Chile which is heavily China-dependent with copper exports is suffering consequences of the slowdown in the world's second strongest economy.
Central bank President Rodrigo Vergara told La Tercera newspaper over the weekend that interest rate cuts are off the table because of the weakening Peso and faster inflation, even as economic growth remains sluggish.
The Chilean currency has tumbled 11% this year, keeping the inflation rate at or above the top end of the target range for the past 16 months. Core inflation, which excludes fruits and energy costs, rose 0.1% in July, the statistics agency said.
While inflation accelerates, inflation expectations two years ahead have remained anchored around the 3% targeted by the central bank. At the same time, economic growth remains weak.
Likewise with mineral prices down, copper-king Chile exports tumbled 17% to $5.23 billion in July from the year earlier, while imports slid 12% to $5.22 billion, the central bank said Friday. The trade surplus of 11 million dollars was the smallest since January of last year.

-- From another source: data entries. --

//! Article fetching: RSS/Atom feeds with an HTML-scraping fallback.

use anyhow::{Context, Result};
use chrono::{DateTime, Utc};
use futures::stream::{self, StreamExt};
use once_cell::sync::Lazy;
use reqwest::Client;
use scraper::{ElementRef, Html, Selector};

use crate::models::{Article, BlogSource, SourceKind};

const FETCH_CONCURRENCY: usize = 10;

/// How many candidate elements the HTML fallback will consider per page.
const MAX_HTML_CANDIDATES: usize = 10;

static ANCHOR_SELECTOR: Lazy<Selector> = Lazy::new(|| Selector::parse("a[href]").unwrap());
static TIME_SELECTOR: Lazy<Selector> = Lazy::new(|| Selector::parse("time[datetime]").unwrap());
static PARAGRAPH_SELECTOR: Lazy<Selector> = Lazy::new(|| Selector::parse("p").unwrap());

pub struct FeedFetcher {
    client: Client,
}

impl FeedFetcher {
    pub fn new() -> Result<Self> {
        let client = Client::builder()
            .timeout(std::time::Duration::from_secs(10))
            .user_agent("Mozilla/5.0 (compatible; EngDigest/1.0)")
            .build()
            .context("Failed to create HTTP client")?;

        Ok(Self { client })
    }

    /// Fetch every enabled source concurrently. A source that fails only
    /// costs a warning; the digest continues with whatever arrived.
    pub async fn fetch_all(&self, sources: &[BlogSource]) -> Vec<Article> {
        let results: Vec<Vec<Article>> = stream::iter(sources.iter().filter(|s| s.enabled))
            .map(|source| async move {
                match self.fetch_source(source).await {
                    Ok(articles) => articles,
                    Err(e) => {
                        eprintln!("Warning: failed to fetch {}: {}", source.name, e);
                        Vec::new()
                    }
                }
            })
            .buffer_unordered(FETCH_CONCURRENCY)
            .collect()
            .await;

        results.into_iter().flatten().collect()
    }

    /// Feed first, then HTML scraping when the feed fails or is empty.
    pub async fn fetch_source(&self, source: &BlogSource) -> Result<Vec<Article>> {
        match source.kind {
            SourceKind::Rss | SourceKind::Atom => {
                match self.fetch_feed(source).await {
                    Ok(articles) if !articles.is_empty() => return Ok(articles),
                    Ok(_) => {
                        eprintln!(
                            "Warning: feed for {} had no usable entries, trying HTML",
                            source.name
                        );
                    }
                    Err(e) => {
                        eprintln!(
                            "Warning: feed fetch failed for {} ({}), trying HTML",
                            source.name, e
                        );
                    }
                }
                self.fetch_html(source).await
            }
            SourceKind::Html => self.fetch_html(source).await,
        }
    }

    async fn fetch_feed(&self, source: &BlogSource) -> Result<Vec<Article>> {
        let response = self
            .client
            .get(&source.url)
            .send()
            .await
            .with_context(|| format!("Failed to request feed {}", source.url))?;

        let status = response.status();
        if !status.is_success() {
            anyhow::bail!("HTTP error: {}", status);
        }

        let bytes = response
            .bytes()
            .await
            .context("Failed to read feed body")?;

        if let Ok(channel) = rss::Channel::read_from(&bytes[..]) {
            return Ok(parse_rss_channel(&channel, &source.name));
        }

        if let Ok(feed) = atom_syndication::Feed::read_from(&bytes[..]) {
            return Ok(parse_atom_feed(&feed, &source.name));
        }

        anyhow::bail!("Not a parseable RSS or Atom feed")
    }

    async fn fetch_html(&self, source: &BlogSource) -> Result<Vec<Article>> {
        let response = self
            .client
            .get(&source.url)
            .send()
            .await
            .with_context(|| format!("Failed to request page {}", source.url))?;

        let status = response.status();
        if !status.is_success() {
            anyhow::bail!("HTTP error: {}", status);
        }

        let html = response
            .text()
            .await
            .context("Failed to read page body")?;

        Ok(extract_articles_from_html(&html, source))
    }
}

fn parse_rss_channel(channel: &rss::Channel, source_name: &str) -> Vec<Article> {
    channel
        .items()
        .iter()
        .filter_map(|item| {
            let title = clean_title(item.title()?);
            if title.is_empty() {
                return None;
            }
            let url = item.link()?.trim().to_string();
            if url.is_empty() {
                return None;
            }

            let published = item.pub_date().and_then(parse_feed_date).unwrap_or_else(|| {
                eprintln!("Warning: no usable date on entry: {}", title);
                Utc::now()
            });

            // Description (the feed-level summary) is preferred over full
            // embedded content, matching how most engineering blogs fill
            // these fields.
            let content_html = item.description().or_else(|| item.content()).unwrap_or("");

            let mut article = Article::new(
                title,
                url,
                published,
                strip_html(content_html),
                source_name,
            );
            article.author = item.author().map(str::to_string);
            article.tags = channel_categories(item);
            Some(article)
        })
        .collect()
}

fn channel_categories(item: &rss::Item) -> Vec<String> {
    item.categories()
        .iter()
        .map(|c| c.name().to_string())
        .filter(|name| !name.is_empty())
        .collect()
}

fn parse_atom_feed(feed: &atom_syndication::Feed, source_name: &str) -> Vec<Article> {
    feed.entries()
        .iter()
        .filter_map(|entry| {
            let title = clean_title(&entry.title().to_string());
            if title.is_empty() {
                return None;
            }
            let url = entry.links().first()?.href().to_string();

            let published = entry
                .published()
                .copied()
                .unwrap_or_else(|| *entry.updated())
                .with_timezone(&Utc);

            let content_html = entry
                .summary()
                .map(|s| s.to_string())
                .or_else(|| entry.content().and_then(|c| c.value().map(str::to_string)))
                .unwrap_or_default();

            let mut article = Article::new(
                title,
                url,
                published,
                strip_html(&content_html),
                source_name,
            );
            article.author = entry.authors().first().map(|p| p.name().to_string());
            article.tags = entry
                .categories()
                .iter()
                .map(|c| c.term().to_string())
                .collect();
            Some(article)
        })
        .collect()
}

/// RFC 2822 is the common RSS date shape; Atom and some feeds use
/// RFC 3339.
fn parse_feed_date(raw: &str) -> Option<DateTime<Utc>> {
    DateTime::parse_from_rfc2822(raw)
        .ok()
        .or_else(|| DateTime::parse_from_rfc3339(raw).ok())
        .map(|dt| dt.with_timezone(&Utc))
}

fn clean_title(raw: &str) -> String {
    html_escape::decode_html_entities(raw.trim()).to_string()
}

fn strip_html(content: &str) -> String {
    if content.trim().is_empty() {
        return String::new();
    }
    html2text::from_read(content.as_bytes(), 100).trim().to_string()
}

/// Scrape a blog index page. Strategy 1 looks for `<article>` elements;
/// strategy 2 falls back to the usual post-container class names.
fn extract_articles_from_html(html: &str, source: &BlogSource) -> Vec<Article> {
    let document = Html::parse_document(html);

    let mut articles = extract_with_selector(&document, "article", source);

    if articles.is_empty() {
        for pattern in ["post", "entry", "blog-post", "article"] {
            let selector = format!(r#"div[class*="{pattern}"], section[class*="{pattern}"]"#);
            articles = extract_with_selector(&document, &selector, source);
            if !articles.is_empty() {
                break;
            }
        }
    }

    articles
}

fn extract_with_selector(document: &Html, selector: &str, source: &BlogSource) -> Vec<Article> {
    let Ok(selector) = Selector::parse(selector) else {
        return Vec::new();
    };

    document
        .select(&selector)
        .take(MAX_HTML_CANDIDATES)
        .filter_map(|element| parse_article_element(element, source))
        .collect()
}

fn parse_article_element(element: ElementRef<'_>, source: &BlogSource) -> Option<Article> {
    let title = find_title(element)?;
    let href = find_link(element)?;
    let url = absolutize(&href, &source.url)?;

    let published = find_time(element).unwrap_or_else(Utc::now);
    let content = find_snippet(element);

    Some(Article::new(title, url, published, content, &source.name))
}

fn find_title(element: ElementRef<'_>) -> Option<String> {
    for heading in ["h1", "h2", "h3"] {
        let selector = Selector::parse(heading).ok()?;
        if let Some(node) = element.select(&selector).next() {
            let text = element_text(node);
            if !text.is_empty() {
                return Some(text);
            }
        }
    }

    element
        .select(&ANCHOR_SELECTOR)
        .map(element_text)
        .find(|text| !text.is_empty())
}

fn find_link(element: ElementRef<'_>) -> Option<String> {
    element
        .select(&ANCHOR_SELECTOR)
        .filter_map(|a| a.value().attr("href"))
        .map(str::trim)
        .find(|href| !href.is_empty() && !href.starts_with('#'))
        .map(str::to_string)
}

fn find_time(element: ElementRef<'_>) -> Option<DateTime<Utc>> {
    let node = element.select(&TIME_SELECTOR).next()?;
    let datetime = node.value().attr("datetime")?;
    DateTime::parse_from_rfc3339(datetime)
        .ok()
        .or_else(|| DateTime::parse_from_rfc2822(datetime).ok())
        .map(|dt| dt.with_timezone(&Utc))
}

fn find_snippet(element: ElementRef<'_>) -> String {
    element
        .select(&PARAGRAPH_SELECTOR)
        .take(3)
        .map(element_text)
        .filter(|text| !text.is_empty())
        .collect::<Vec<_>>()
        .join("\n\n")
}

fn element_text(element: ElementRef<'_>) -> String {
    element
        .text()
        .collect::<String>()
        .split_whitespace()
        .collect::<Vec<_>>()
        .join(" ")
}

fn absolutize(href: &str, base: &str) -> Option<String> {
    let base = url::Url::parse(base).ok()?;
    base.join(href).ok().map(|u| u.to_string())
}

#[cfg(test)]
mod tests {
    use super::*;
    use crate::models::SourceKind;

    fn html_source() -> BlogSource {
        BlogSource::new("Example Blog", "https://example.com/blog", SourceKind::Html)
    }

    #[test]
    fn test_parse_feed_date_formats() {
        assert!(parse_feed_date("Tue, 05 Aug 2025 12:00:00 GMT").is_some());
        assert!(parse_feed_date("2025-08-05T12:00:00Z").is_some());
        assert!(parse_feed_date("yesterday-ish").is_none());
    }

    #[test]
    fn test_clean_title_decodes_entities() {
        assert_eq!(clean_title("  Scaling &amp; Sharding  "), "Scaling & Sharding");
    }

    #[test]
    fn test_parse_rss_channel() {
        let xml = r#"<?xml version="1.0"?>
<rss version="2.0">
  <channel>
    <title>Example Engineering</title>
    <link>https://example.com</link>
    <description>Posts</description>
    <item>
      <title>How We Sharded the Database</title>
      <link>https://example.com/posts/sharding</link>
      <pubDate>Tue, 05 Aug 2025 12:00:00 GMT</pubDate>
      <description>&lt;p&gt;We split the primary into sixteen shards.&lt;/p&gt;</description>
    </item>
    <item>
      <title>Untitled but no link</title>
    </item>
  </channel>
</rss>"#;

        let channel = rss::Channel::read_from(xml.as_bytes()).unwrap();
        let articles = parse_rss_channel(&channel, "Example Engineering");

        assert_eq!(articles.len(), 1);
        assert_eq!(articles[0].title, "How We Sharded the Database");
        assert_eq!(articles[0].url, "https://example.com/posts/sharding");
        assert_eq!(articles[0].source, "Example Engineering");
        assert!(articles[0].content.contains("sixteen shards"));
    }

    #[test]
    fn test_parse_atom_feed() {
        let xml = r#"<?xml version="1.0" encoding="utf-8"?>
<feed xmlns="http://www.w3.org/2005/Atom">
  <title>Example Engineering</title>
  <id>urn:uuid:1</id>
  <updated>2025-08-05T12:00:00Z</updated>
  <entry>
    <title>Profiling Allocations</title>
    <id>urn:uuid:2</id>
    <updated>2025-08-05T09:30:00Z</updated>
    <link href="https://example.com/posts/profiling"/>
    <summary>We traced every allocation in the hot path.</summary>
  </entry>
</feed>"#;

        let feed = atom_syndication::Feed::read_from(xml.as_bytes()).unwrap();
        let articles = parse_atom_feed(&feed, "Example Engineering");

        assert_eq!(articles.len(), 1);
        assert_eq!(articles[0].title, "Profiling Allocations");
        assert_eq!(articles[0].url, "https://example.com/posts/profiling");
        assert!(articles[0].content.contains("hot path"));
    }

    #[test]
    fn test_html_fallback_finds_article_elements() {
        let html = r#"<html><body>
<article>
  <h2>Reducing Tail Latency</h2>
  <a href="/posts/tail-latency">Read more</a>
  <time datetime="2025-08-05T10:00:00Z">Aug 5</time>
  <p>We cut p99 latency in half with request hedging.</p>
</article>
<article>
  <h2>Second Post</h2>
  <a href="https://other.example.com/second">link</a>
  <p>Another body.</p>
</article>
</body></html>"#;

        let articles = extract_articles_from_html(html, &html_source());

        assert_eq!(articles.len(), 2);
        assert_eq!(articles[0].title, "Reducing Tail Latency");
        // Relative links are resolved against the page URL.
        assert_eq!(articles[0].url, "https://example.com/posts/tail-latency");
        assert_eq!(articles[1].url, "https://other.example.com/second");
        assert!(articles[0].content.contains("request hedging"));
    }

    #[test]
    fn test_html_fallback_class_patterns() {
        let html = r#"<html><body>
<div class="blog-post">
  <h3>Queue Backpressure</h3>
  <a href="/posts/backpressure">Read</a>
  <p>Shedding load beats buffering it.</p>
</div>
</body></html>"#;

        let articles = extract_articles_from_html(html, &html_source());

        assert_eq!(articles.len(), 1);
        assert_eq!(articles[0].title, "Queue Backpressure");
    }

    #[test]
    fn test_html_fallback_skips_incomplete_candidates() {
        let html = "<html><body><article><p>No title or link here.</p></article></body></html>";
        let articles = extract_articles_from_html(html, &html_source());
        assert!(articles.is_empty());
    }
}
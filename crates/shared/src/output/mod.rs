//! Digest output renderers.

use serde::{Deserialize, Serialize};

use crate::models::Summary;

mod html;
mod markdown;
mod rss;
mod text;

pub use html::HtmlRenderer;
pub use markdown::MarkdownRenderer;
pub use rss::RssRenderer;
pub use text::TextRenderer;

pub const DEFAULT_DIGEST_TITLE: &str = "Engineering Daily Digest";

/// An output strategy: summaries in, a complete rendered document out.
/// Renderers never fail; an empty digest renders an empty-digest message.
pub trait Renderer {
    fn render(&self, summaries: &[Summary], title: &str) -> String;
}

/// Which renderer to use, selected by configuration.
#[derive(Debug, Clone, Copy, PartialEq, Eq, Serialize, Deserialize)]
#[serde(rename_all = "lowercase")]
pub enum OutputFormat {
    Markdown,
    Html,
    Text,
    Rss,
}

impl OutputFormat {
    pub fn create(self) -> Box<dyn Renderer> {
        match self {
            OutputFormat::Markdown => Box::new(MarkdownRenderer),
            OutputFormat::Html => Box::new(HtmlRenderer),
            OutputFormat::Text => Box::new(TextRenderer),
            OutputFormat::Rss => Box::new(RssRenderer::new()),
        }
    }

    pub fn extension(self) -> &'static str {
        match self {
            OutputFormat::Markdown => "md",
            OutputFormat::Html => "html",
            OutputFormat::Text => "txt",
            OutputFormat::Rss => "xml",
        }
    }
}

Finance Minister Rodrigo Valdes cut the 2015 growth forecast last month to 2.5% from 3.6% as poor growth figures in March, April and May indicated that eight interest rate cuts in the year through October and a jump in fiscal spending had failed to revive expansion.
The central bank has “room to adopt a wait-and-see attitude until the risks surrounding the economic recovery dissipate, given the well-anchored inflation expectations, the projected decline in headline inflation, and the downside risks to growth,” the International Monetary Fund said it its annual report on Chile released Thursday.